SOYBEAN futures on the Chicago Board of Trade (CBOT) closed up on Monday. The MAY’12 contract closed at $13.794/bu; up 13.75¢/bu. NOV’12 futures closed at $13.294/bu; up 7.0¢/bu. Soybeans reached fresh six-month highs on concerns of a smaller South American crop and expectations for small growth in US soybean plantings. Drought in South America is seen as decreasing SA soybean output by up to 2 per cent while farmers in the US say they will plant more corn. Exports were bullish with USDA putting soybeans-inspected-for-export at 24.913 mi bu vs. trade estimates of 20-29 mi bu. This is well ahead of the 13.2 mi bu needed to stay on pace with USDA’s 1.275 bi bu demand projection. Expectations for greater Chinese demand for US soybeans are also driving the futures rally. Basis for US soybeans at export terminals strengthened in anticipation of increased sales to China. Farm selling has slowed. Some spillover pressure from corn trimmed gains near the close. The carry in the May-to-July futures spread weakened representing a bullish commercial outlook. New-crop inverses continue to strengthen, indicating a longer-term bullish commercial outlook. Technically, the short-term trend turned up after the May contract posted a new high. Now is a very good time to price up to 40-50 per cent of the 2012 crop.

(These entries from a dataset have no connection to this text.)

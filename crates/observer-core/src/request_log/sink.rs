//! Destinations for completed request logs.

use std::path::{Path, PathBuf};
use std::sync::{Arc, Mutex, PoisonError};

use async_trait::async_trait;
use tokio::fs::{File, OpenOptions};
use tokio::io::AsyncWriteExt;
use tracing::{error, info, warn};

use super::base_log::{BaseLog, LogLevel};
use crate::error::Result;

/// Writes a finalized [`BaseLog`] somewhere durable.
///
/// Called exactly once per request. Callers must never let a failure here
/// change the response returned to the client.
#[async_trait]
pub trait LogSink: Send + Sync {
    async fn write_log(&self, log: &BaseLog) -> Result<()>;

    /// Short identifier used in diagnostics.
    fn name(&self) -> &'static str;
}

/// Emits each request log as one structured `tracing` event.
///
/// The subscriber decides where the event lands (stdout, JSON, rolling file).
#[derive(Debug, Clone, Default)]
pub struct TracingLogSink;

impl TracingLogSink {
    pub fn new() -> Self {
        Self
    }
}

#[async_trait]
impl LogSink for TracingLogSink {
    async fn write_log(&self, log: &BaseLog) -> Result<()> {
        let record = serde_json::to_string(log)?;
        let duration_ms = log
            .total_elapsed()
            .map(|d| d.as_millis() as u64)
            .unwrap_or_default();
        let step_count = log.steps().len();
        let request_id = log.request_id();

        match log.level() {
            LogLevel::Info => info!(
                target: "observer::request_log",
                request_id,
                level = "INFO",
                step_count,
                duration_ms,
                record = %record,
                "Request completed"
            ),
            LogLevel::Warn => warn!(
                target: "observer::request_log",
                request_id,
                level = "WARN",
                step_count,
                duration_ms,
                record = %record,
                "Request completed"
            ),
            LogLevel::Error => error!(
                target: "observer::request_log",
                request_id,
                level = "ERROR",
                step_count,
                duration_ms,
                record = %record,
                "Request completed"
            ),
        }
        Ok(())
    }

    fn name(&self) -> &'static str {
        "tracing"
    }
}

/// Appends one JSON document per line to a file.
pub struct JsonFileLogSink {
    path: PathBuf,
    file: tokio::sync::Mutex<File>,
}

impl JsonFileLogSink {
    /// Open (or create) `path` in append mode.
    pub async fn open(path: impl Into<PathBuf>) -> Result<Self> {
        let path = path.into();
        let file = OpenOptions::new()
            .create(true)
            .append(true)
            .open(&path)
            .await?;
        Ok(Self {
            path,
            file: tokio::sync::Mutex::new(file),
        })
    }

    pub fn path(&self) -> &Path {
        &self.path
    }
}

#[async_trait]
impl LogSink for JsonFileLogSink {
    async fn write_log(&self, log: &BaseLog) -> Result<()> {
        let mut line = serde_json::to_vec(log)?;
        line.push(b'\n');

        let mut file = self.file.lock().await;
        file.write_all(&line).await?;
        file.flush().await?;
        Ok(())
    }

    fn name(&self) -> &'static str {
        "file"
    }
}

/// Keeps request logs in memory.
#[derive(Debug, Clone, Default)]
pub struct MemoryLogSink {
    records: Arc<Mutex<Vec<BaseLog>>>,
}

impl MemoryLogSink {
    pub fn new() -> Self {
        Self::default()
    }

    /// All records written so far, oldest first.
    pub fn records(&self) -> Vec<BaseLog> {
        self.records
            .lock()
            .unwrap_or_else(PoisonError::into_inner)
            .clone()
    }

    pub fn len(&self) -> usize {
        self.records
            .lock()
            .unwrap_or_else(PoisonError::into_inner)
            .len()
    }

    pub fn is_empty(&self) -> bool {
        self.len() == 0
    }
}

#[async_trait]
impl LogSink for MemoryLogSink {
    async fn write_log(&self, log: &BaseLog) -> Result<()> {
        self.records
            .lock()
            .unwrap_or_else(PoisonError::into_inner)
            .push(log.clone());
        Ok(())
    }

    fn name(&self) -> &'static str {
        "memory"
    }
}
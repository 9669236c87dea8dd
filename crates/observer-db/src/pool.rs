//! Connection pool setup and per-call connection acquisition.

use std::time::{Duration, Instant};

use sqlx::pool::PoolConnection;
use sqlx::postgres::{PgPool, PgPoolOptions};
use sqlx::Postgres;
use tracing::{debug, info, warn};

use observer_core::{Error, RequestContext, Result};

pub const DEFAULT_MAX_CONNECTIONS: u32 = 10;
pub const DEFAULT_MIN_CONNECTIONS: u32 = 1;
pub const DEFAULT_CONNECT_TIMEOUT_SECS: u64 = 30;
pub const DEFAULT_IDLE_TIMEOUT_SECS: u64 = 600;
pub const DEFAULT_MAX_LIFETIME_SECS: u64 = 1800;

/// Sizing and recycling policy for the repository pool.
///
/// `None` for `idle_timeout` or `max_lifetime` keeps connections open
/// indefinitely.
#[derive(Debug, Clone, PartialEq, Eq)]
pub struct PoolConfig {
    pub max_connections: u32,
    pub min_connections: u32,
    /// Upper bound on waiting for a free connection.
    pub connect_timeout: Duration,
    pub idle_timeout: Option<Duration>,
    pub max_lifetime: Option<Duration>,
}

impl Default for PoolConfig {
    fn default() -> Self {
        Self {
            max_connections: DEFAULT_MAX_CONNECTIONS,
            min_connections: DEFAULT_MIN_CONNECTIONS,
            connect_timeout: Duration::from_secs(DEFAULT_CONNECT_TIMEOUT_SECS),
            idle_timeout: Some(Duration::from_secs(DEFAULT_IDLE_TIMEOUT_SECS)),
            max_lifetime: Some(Duration::from_secs(DEFAULT_MAX_LIFETIME_SECS)),
        }
    }
}

impl PoolConfig {
    pub fn new() -> Self {
        Self::default()
    }

    pub fn max_connections(mut self, n: u32) -> Self {
        self.max_connections = n;
        self
    }

    /// Clamped to `max_connections` when the options are built.
    pub fn min_connections(mut self, n: u32) -> Self {
        self.min_connections = n;
        self
    }

    pub fn connect_timeout(mut self, timeout: Duration) -> Self {
        self.connect_timeout = timeout;
        self
    }

    pub fn idle_timeout(mut self, timeout: Option<Duration>) -> Self {
        self.idle_timeout = timeout;
        self
    }

    pub fn max_lifetime(mut self, lifetime: Option<Duration>) -> Self {
        self.max_lifetime = lifetime;
        self
    }

    fn options(&self) -> PgPoolOptions {
        PgPoolOptions::new()
            .max_connections(self.max_connections)
            .min_connections(self.min_connections.min(self.max_connections))
            .acquire_timeout(self.connect_timeout)
            .idle_timeout(self.idle_timeout)
            .max_lifetime(self.max_lifetime)
    }
}

pub async fn create_pool(database_url: &str) -> Result<PgPool> {
    create_pool_with_config(database_url, PoolConfig::default()).await
}

/// Open the pool and wait for the first connection.
pub async fn create_pool_with_config(database_url: &str, config: PoolConfig) -> Result<PgPool> {
    let started = Instant::now();

    info!(
        subsystem = "database",
        component = "pool",
        op = "create",
        max_connections = config.max_connections,
        min_connections = config.min_connections,
        connect_timeout_secs = config.connect_timeout.as_secs(),
        idle_timeout_secs = config.idle_timeout.map(|d| d.as_secs()),
        max_lifetime_secs = config.max_lifetime.map(|d| d.as_secs()),
        "Opening connection pool"
    );

    let pool = config
        .options()
        .connect(database_url)
        .await
        .map_err(Error::Database)?;

    info!(
        subsystem = "database",
        component = "pool",
        op = "ready",
        pool_size = pool.size(),
        pool_idle = pool.num_idle(),
        duration_ms = started.elapsed().as_millis() as u64,
        "Connection pool ready"
    );
    Ok(pool)
}

/// Acquire one pooled connection for a repository call.
///
/// The connection goes back to the pool when the returned guard is dropped,
/// on every exit path of the caller.
pub async fn acquire(pool: &PgPool, ctx: &RequestContext) -> Result<PoolConnection<Postgres>> {
    let conn = ctx.cancellable(pool.acquire()).await?;
    log_pool_metrics(pool);
    Ok(conn)
}

/// Debug-log pool occupancy; warn when every connection is checked out.
pub fn log_pool_metrics(pool: &PgPool) {
    let size = pool.size();
    let idle = pool.num_idle();

    debug!(
        subsystem = "database",
        component = "pool",
        op = "metrics",
        pool_size = size,
        pool_idle = idle,
        "Pool occupancy"
    );

    if size > 0 && idle == 0 {
        warn!(
            subsystem = "database",
            component = "pool",
            pool_size = size,
            "All pooled connections are in use"
        );
    }
}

WHEAT futures in Chicago (CBOT) closed up on Monday. The MAy’12 contract closed at $6.594/bu; up 5.25¢/bu. JULY’12 wheat futures finished at $6.702/bu; up 5.75¢/bu. Wheat futures were supported by concerns for dry weather in Europe’s wheat belt and the risk of frost damage to the US winter wheat crop. Follow-through non-commercial short covering also supported the rally. Exports were bearish with USDA putting wheat-inspected-for-export at 15.358 mi bu vs. trade estimates for 23-28 mi bu. Export inspections were below the 15.4 mi bu needed to stay on track with USDA’s 1.0 bi bu projection. European wheat millings were up 1.5 per cent for the week ending March 23, 2012. Considering the weakening underpinnings now would be a very good time to sell up to 35 per cent of the 2012 crop.